Con l’arrivo dell’inverno, le persone senza dimora affrontano il freddo in condizioni estremamente difficili. Per questo, l’associazione “Casa nostra” di Cosenza ha lanciato un appello urgente: raccogliere coperte, giubbotti e maglie pesanti da distribuire a chi vive in strada.
L’impegno costante dell’Unità di strada
I volontari di “Casa nostra” operano almeno due volte a settimana, il mercoledì e il giovedì sera, con l’Unità di strada, distribuendo pasti caldi, acqua e bevande a chi vive all’addiaccio. Il cibo, tuttavia, non è l’unico obiettivo, ma diventa uno strumento per avvicinarsi a queste persone, ascoltarle e offrire loro supporto. Spesso si tratta di uomini e donne invisibili, nascosti ai margini della città: come il giovane eritreo che vive sotto un ponte vicino al Crati o il bulgaro che a Rende combatte una battaglia quotidiana contro l’alcol.
Pino Salerno, presidente dell’associazione, insieme a suor Laura e suor Veronica, guida questo impegno incessante, chiedendo ai cittadini di contribuire con donazioni di abiti caldi e coperte. Ogni uscita dell’Unità di strada richiede queste risorse, essenziali per alleviare almeno in parte le difficoltà di chi non ha un riparo.
Come contribuire: un piccolo gesto può fare la differenza
Chi desidera donare può consegnare coperte e vestiti in buone condizioni presso la sede dell’associazione in via Cafarone, nel centro storico di Cosenza, oppure contattare i numeri 0984 304342 e 348 6391251 per ricevere ulteriori informazioni. «Un piccolo gesto può fare una grande differenza», sottolineano i volontari, ringraziando anticipatamente per la solidarietà.
Oltre alla raccolta di indumenti, l’associazione gestisce anche una mensa dove i senza dimora possono fare una doccia, ricevere abiti puliti e consumare un pasto caldo. Questo spazio diventa un luogo di dignità e accoglienza per chi è costretto a vivere in condizioni precarie.
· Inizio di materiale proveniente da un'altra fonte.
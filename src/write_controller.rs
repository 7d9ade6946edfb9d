//! Write Controller Module
//!
//! Global backpressure gate shared by every column family.
//!
//! ## Responsibilities
//! - Count outstanding stop and delay conditions through RAII tokens
//! - Meter delayed writes with a token bucket refilled at a fixed rate
//!
//! A column family that falls behind holds a [`StopWriteToken`] (writes
//! wait) or a [`DelayWriteToken`] (writes are paced) until its write stall
//! condition is recalculated. Dropping the token lifts the condition.
//!
//! ## Token Bucket
//! ```text
//!   refill = (now - last_refill_time) * rate      (only when now is later)
//!   enough bytes  -> take them, no delay
//!   short by d    -> delay = ceil(d / rate), last_refill_time += delay
//! ```
//! Pushing `last_refill_time` forward by the granted delay means a second
//! caller at the same instant queues behind the first instead of being
//! granted the same slot.

use std::sync::atomic::{AtomicI32, Ordering};
use std::sync::Arc;

use parking_lot::Mutex;

/// Largest refill credited at once, in microseconds of accumulated rate
const MAX_REFILL_MICROS: u64 = 1_000_000;

#[derive(Debug)]
struct Bucket {
    rate: u64,
    bytes_left: u64,
    last_refill_time: u64,
}

#[derive(Debug)]
pub struct WriteController {
    total_stopped: AtomicI32,
    total_delayed: AtomicI32,
    bucket: Mutex<Bucket>,
}

impl WriteController {
    /// `delayed_write_rate` is in bytes per microsecond; zero is raised to one.
    pub fn new(delayed_write_rate: u64) -> Self {
        Self {
            total_stopped: AtomicI32::new(0),
            total_delayed: AtomicI32::new(0),
            bucket: Mutex::new(Bucket {
                rate: delayed_write_rate.max(1),
                bytes_left: 0,
                last_refill_time: 0,
            }),
        }
    }

    // =========================================================================
    // Tokens
    // =========================================================================

    pub fn get_stop_token(self: &Arc<Self>) -> StopWriteToken {
        self.total_stopped.fetch_add(1, Ordering::AcqRel);
        StopWriteToken {
            controller: Arc::clone(self),
        }
    }

    pub fn get_delay_token(self: &Arc<Self>) -> DelayWriteToken {
        self.total_delayed.fetch_add(1, Ordering::AcqRel);
        DelayWriteToken {
            controller: Arc::clone(self),
        }
    }

    pub fn is_stopped(&self) -> bool {
        self.total_stopped.load(Ordering::Acquire) > 0
    }

    pub fn needs_delay(&self) -> bool {
        self.total_delayed.load(Ordering::Acquire) > 0
    }

    // =========================================================================
    // Rate Limiting
    // =========================================================================

    /// Microseconds a writer of `num_bytes` should sleep at time `now`.
    pub fn get_delay(&self, now: u64, num_bytes: u64) -> u64 {
        let mut bucket = self.bucket.lock();
        if now > bucket.last_refill_time {
            let elapsed = (now - bucket.last_refill_time).min(MAX_REFILL_MICROS);
            let refill = elapsed.saturating_mul(bucket.rate);
            let ceiling = MAX_REFILL_MICROS.saturating_mul(bucket.rate);
            bucket.bytes_left = bucket.bytes_left.saturating_add(refill).min(ceiling);
            bucket.last_refill_time = now;
        }

        if bucket.bytes_left >= num_bytes {
            bucket.bytes_left -= num_bytes;
            return 0;
        }

        let deficit = num_bytes - bucket.bytes_left;
        let delay = deficit.div_ceil(bucket.rate);
        // The refill earned while sleeping is spent on this write up front:
        // `last_refill_time` moves past the sleep, and only the surplus from
        // rounding the delay up stays in the bucket. The bucket is not left
        // empty with the refill still to come, so a writer that calls again
        // right after its sleep is charged for its new bytes, and a second
        // call at the same `now` queues behind the first delay.
        bucket.bytes_left = delay.saturating_mul(bucket.rate).saturating_sub(deficit);
        bucket.last_refill_time = bucket.last_refill_time.saturating_add(delay);
        bucket.last_refill_time - now
    }

    pub fn set_delayed_write_rate(&self, rate: u64) {
        self.bucket.lock().rate = rate.max(1);
    }

    pub fn delayed_write_rate(&self) -> u64 {
        self.bucket.lock().rate
    }
}

/// Keeps writes stopped while alive
#[derive(Debug)]
pub struct StopWriteToken {
    controller: Arc<WriteController>,
}

impl Drop for StopWriteToken {
    fn drop(&mut self) {
        let prev = self.controller.total_stopped.fetch_sub(1, Ordering::AcqRel);
        debug_assert!(prev > 0);
    }
}

/// Keeps writes delayed while alive
#[derive(Debug)]
pub struct DelayWriteToken {
    controller: Arc<WriteController>,
}

impl Drop for DelayWriteToken {
    fn drop(&mut self) {
        let prev = self.controller.total_delayed.fetch_sub(1, Ordering::AcqRel);
        debug_assert!(prev > 0);
    }
}

/// Write stall condition a column family currently imposes
#[derive(Debug)]
pub enum WriteStallToken {
    Stop(StopWriteToken),
    Delay(DelayWriteToken),
}

impl WriteStallToken {
    pub fn is_stop(&self) -> bool {
        matches!(self, WriteStallToken::Stop(_))
    }
}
Opportunità di lavoro per un futuro migliore
Accanto all’assistenza immediata, “Casa nostra” offre anche percorsi di reinserimento lavorativo per migranti e persone in difficoltà, ospitati presso il “Casale del melograno” a Castrolibero. Qui, i beneficiari svolgono piccoli lavori di manutenzione, pulizia del verde e riordino, con il ricavato utilizzato per sostenere la loro integrazione nel mondo del lavoro.
Gli operatori spiegano: «Offriamo servizi come tinteggiatura, lavori in cartongesso, manutenzione del giardino e riparazioni domestiche. Chi richiede il nostro aiuto non solo riceve un servizio di qualità, ma contribuisce a migliorare la vita di persone in difficoltà». Per informazioni o richieste, è possibile contattare l’associazione, che accoglie anche detenuti, dando loro l’opportunità di scontare la pena lontano dal carcere in un percorso di riabilitazione sociale.
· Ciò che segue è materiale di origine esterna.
//! Tests for MemTable and MemTableList
//!
//! These tests verify:
//! - Versioned inserts and snapshot-bounded lookups
//! - Tombstones and merge operands seen through a lookup context
//! - Flush requests raised once the write buffer fills, claimed once
//! - Immutable list versions searched newest first
//! - Flush picking, rollback and in-order installation

use std::sync::Arc;
use std::thread;

use atlasdb::comparator::StringAppendOperator;
use atlasdb::lookup::GetContext;
use atlasdb::memtable::{FlushState, MemTable, MemTableList};
use atlasdb::types::{ValueType, MAX_SEQUENCE_NUMBER};
use atlasdb::version::FileMetaData;

// =============================================================================
// Helper Functions
// =============================================================================

fn lookup(mem: &MemTable, key: &[u8], snapshot: u64) -> Option<Vec<u8>> {
    let mut ctx = GetContext::new(key, snapshot, None);
    mem.get(&mut ctx);
    ctx.finish().unwrap()
}

fn table_file(number: u64) -> Arc<FileMetaData> {
    Arc::new(FileMetaData {
        number,
        file_size: 100,
        smallest: b"a".to_vec(),
        largest: b"z".to_vec(),
        smallest_seqno: 1,
        largest_seqno: 10,
        num_entries: 10,
    })
}

// =============================================================================
// Basic Operations Tests
// =============================================================================

#[test]
fn test_new_memtable_is_empty() {
    let mem = MemTable::new(1, 1024);
    assert!(mem.is_empty());
    assert_eq!(mem.num_entries(), 0);
    assert_eq!(mem.first_sequence(), 0);
    assert_eq!(lookup(&mem, b"missing", MAX_SEQUENCE_NUMBER), None);
}

#[test]
fn test_newest_visible_version_wins() {
    let mem = MemTable::new(1, 1 << 20);
    mem.add(3, ValueType::Value, b"key", b"v3");
    mem.add(7, ValueType::Value, b"key", b"v7");
    mem.add(5, ValueType::Value, b"other", b"o5");

    assert_eq!(lookup(&mem, b"key", MAX_SEQUENCE_NUMBER), Some(b"v7".to_vec()));
    assert_eq!(lookup(&mem, b"key", 6), Some(b"v3".to_vec()));
    assert_eq!(lookup(&mem, b"key", 2), None);
    assert_eq!(mem.first_sequence(), 3);
    assert_eq!(mem.num_entries(), 3);
}

#[test]
fn test_tombstone_hides_older_value() {
    let mem = MemTable::new(1, 1 << 20);
    mem.add(1, ValueType::Value, b"key", b"value");
    mem.add(2, ValueType::Deletion, b"key", b"");

    assert_eq!(lookup(&mem, b"key", MAX_SEQUENCE_NUMBER), None);
    assert_eq!(lookup(&mem, b"key", 1), Some(b"value".to_vec()));
    assert_eq!(mem.num_deletes(), 1);
}

#[test]
fn test_merge_operands_collected_across_versions() {
    let mem = MemTable::new(1, 1 << 20);
    mem.add(1, ValueType::Value, b"key", b"a");
    mem.add(2, ValueType::Merge, b"key", b"b");
    mem.add(3, ValueType::Merge, b"key", b"c");

    let op = StringAppendOperator::new(b',');
    let mut ctx = GetContext::new(b"key", MAX_SEQUENCE_NUMBER, Some(&op));
    assert!(mem.get(&mut ctx));
    assert_eq!(ctx.finish().unwrap(), Some(b"a,b,c".to_vec()));
}

#[test]
fn test_entries_sorted_newest_first_per_key() {
    let mem = MemTable::new(1, 1 << 20);
    mem.add(1, ValueType::Value, b"b", b"1");
    mem.add(2, ValueType::Value, b"a", b"2");
    mem.add(3, ValueType::Value, b"b", b"3");

    let order: Vec<(Vec<u8>, u64)> = mem.entries().into_iter().map(|e| (e.user_key, e.sequence)).collect();
    assert_eq!(
        order,
        vec![(b"a".to_vec(), 2), (b"b".to_vec(), 3), (b"b".to_vec(), 1)]
    );
}

// =============================================================================
// Flush Trigger Tests
// =============================================================================

#[test]
fn test_full_memtable_requests_flush() {
    let mem = MemTable::new(1, 100);
    assert_eq!(mem.flush_state(), FlushState::NotRequested);
    mem.add(1, ValueType::Value, b"k1", &[0u8; 10]);
    assert!(!mem.should_schedule_flush());

    mem.add(2, ValueType::Value, b"k2", &[0u8; 80]);
    assert!(mem.approximate_memory_usage() >= 100);
    assert_eq!(mem.flush_state(), FlushState::Requested);
    assert!(mem.should_schedule_flush());
}

#[test]
fn test_flush_request_claimed_once() {
    let mem = Arc::new(MemTable::new(1, 64));
    mem.add(1, ValueType::Value, b"key", &[0u8; 64]);

    let handles: Vec<_> = (0..8)
        .map(|_| {
            let mem = Arc::clone(&mem);
            thread::spawn(move || mem.mark_flush_scheduled())
        })
        .collect();
    let claimed = handles.into_iter().map(|h| h.join().unwrap()).filter(|won| *won).count();
    assert_eq!(claimed, 1);
    assert_eq!(mem.flush_state(), FlushState::Scheduled);
    assert!(!mem.should_schedule_flush());
}

#[test]
fn test_cannot_claim_before_request() {
    let mem = MemTable::new(1, 1 << 20);
    mem.add(1, ValueType::Value, b"key", b"small");
    assert!(!mem.mark_flush_scheduled());
    assert_eq!(mem.flush_state(), FlushState::NotRequested);
}

// =============================================================================
// Immutable List Tests
// =============================================================================

#[test]
fn test_list_version_searches_newest_first() {
    let mut list = MemTableList::new(1);
    let mut to_delete = Vec::new();
    let older = Arc::new(MemTable::new(1, 1 << 20));
    older.add(1, ValueType::Value, b"key", b"old");
    let newer = Arc::new(MemTable::new(2, 1 << 20));
    newer.add(2, ValueType::Value, b"key", b"new");

    list.add(Arc::clone(&older), &mut to_delete);
    list.add(Arc::clone(&newer), &mut to_delete);
    let version = list.current();
    let ids: Vec<u64> = version.memtables().iter().map(|m| m.id()).collect();
    assert_eq!(ids, vec![2, 1]);

    let mut ctx = GetContext::new(b"key", MAX_SEQUENCE_NUMBER, None);
    assert!(version.get(&mut ctx));
    assert_eq!(ctx.finish().unwrap(), Some(b"new".to_vec()));
}

#[test]
fn test_superseded_list_version_releases_nothing_still_listed() {
    let mut list = MemTableList::new(1);
    let mut to_delete = Vec::new();
    let mem = Arc::new(MemTable::new(1, 1024));
    list.add(Arc::clone(&mem), &mut to_delete);
    assert_eq!(mem.refs(), 1);

    list.add(Arc::new(MemTable::new(2, 1024)), &mut to_delete);
    assert!(to_delete.is_empty());
    assert_eq!(mem.refs(), 1);
}

#[test]
fn test_pick_returns_oldest_first_and_skips_in_progress() {
    let mut list = MemTableList::new(1);
    let mut to_delete = Vec::new();
    list.add(Arc::new(MemTable::new(1, 1024)), &mut to_delete);
    list.add(Arc::new(MemTable::new(2, 1024)), &mut to_delete);

    let picked: Vec<u64> = list.pick_memtables_to_flush().iter().map(|m| m.id()).collect();
    assert_eq!(picked, vec![1, 2]);
    assert!(!list.is_flush_pending());

    list.add(Arc::new(MemTable::new(3, 1024)), &mut to_delete);
    let picked: Vec<u64> = list.pick_memtables_to_flush().iter().map(|m| m.id()).collect();
    assert_eq!(picked, vec![3]);
}

#[test]
fn test_failed_flush_rolls_back() {
    let mut list = MemTableList::new(1);
    let mut to_delete = Vec::new();
    list.add(Arc::new(MemTable::new(1, 1024)), &mut to_delete);
    let picked = list.pick_memtables_to_flush();
    assert!(picked[0].flush_in_progress());

    list.rollback_memtable_flush(&picked);
    assert!(!picked[0].flush_in_progress());
    assert!(list.is_flush_pending());
    assert_eq!(list.num_not_flushed(), 1);
}

#[test]
fn test_install_retires_completed_prefix() {
    let mut list = MemTableList::new(1);
    let mut to_delete = Vec::new();
    list.add(Arc::new(MemTable::new(1, 1024)), &mut to_delete);
    list.add(Arc::new(MemTable::new(2, 1024)), &mut to_delete);
    let picked = list.pick_memtables_to_flush();

    let removed = list.install_memtable_flush_results(&picked, Some(table_file(9)), &mut to_delete);
    assert_eq!(removed.len(), 2);
    assert!(removed.iter().all(|m| m.flush_completed()));
    assert_eq!(list.num_not_flushed(), 0);
    assert_eq!(to_delete.len(), 2);
}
Un appello alla solidarietà
“Casa nostra” continua a rappresentare una speranza concreta per chi si trova ai margini della società. Grazie al supporto dei cittadini, l’associazione punta a donare calore e dignità a chi affronta il freddo senza una casa, offrendo al contempo opportunità di crescita e reinserimento per un futuro migliore.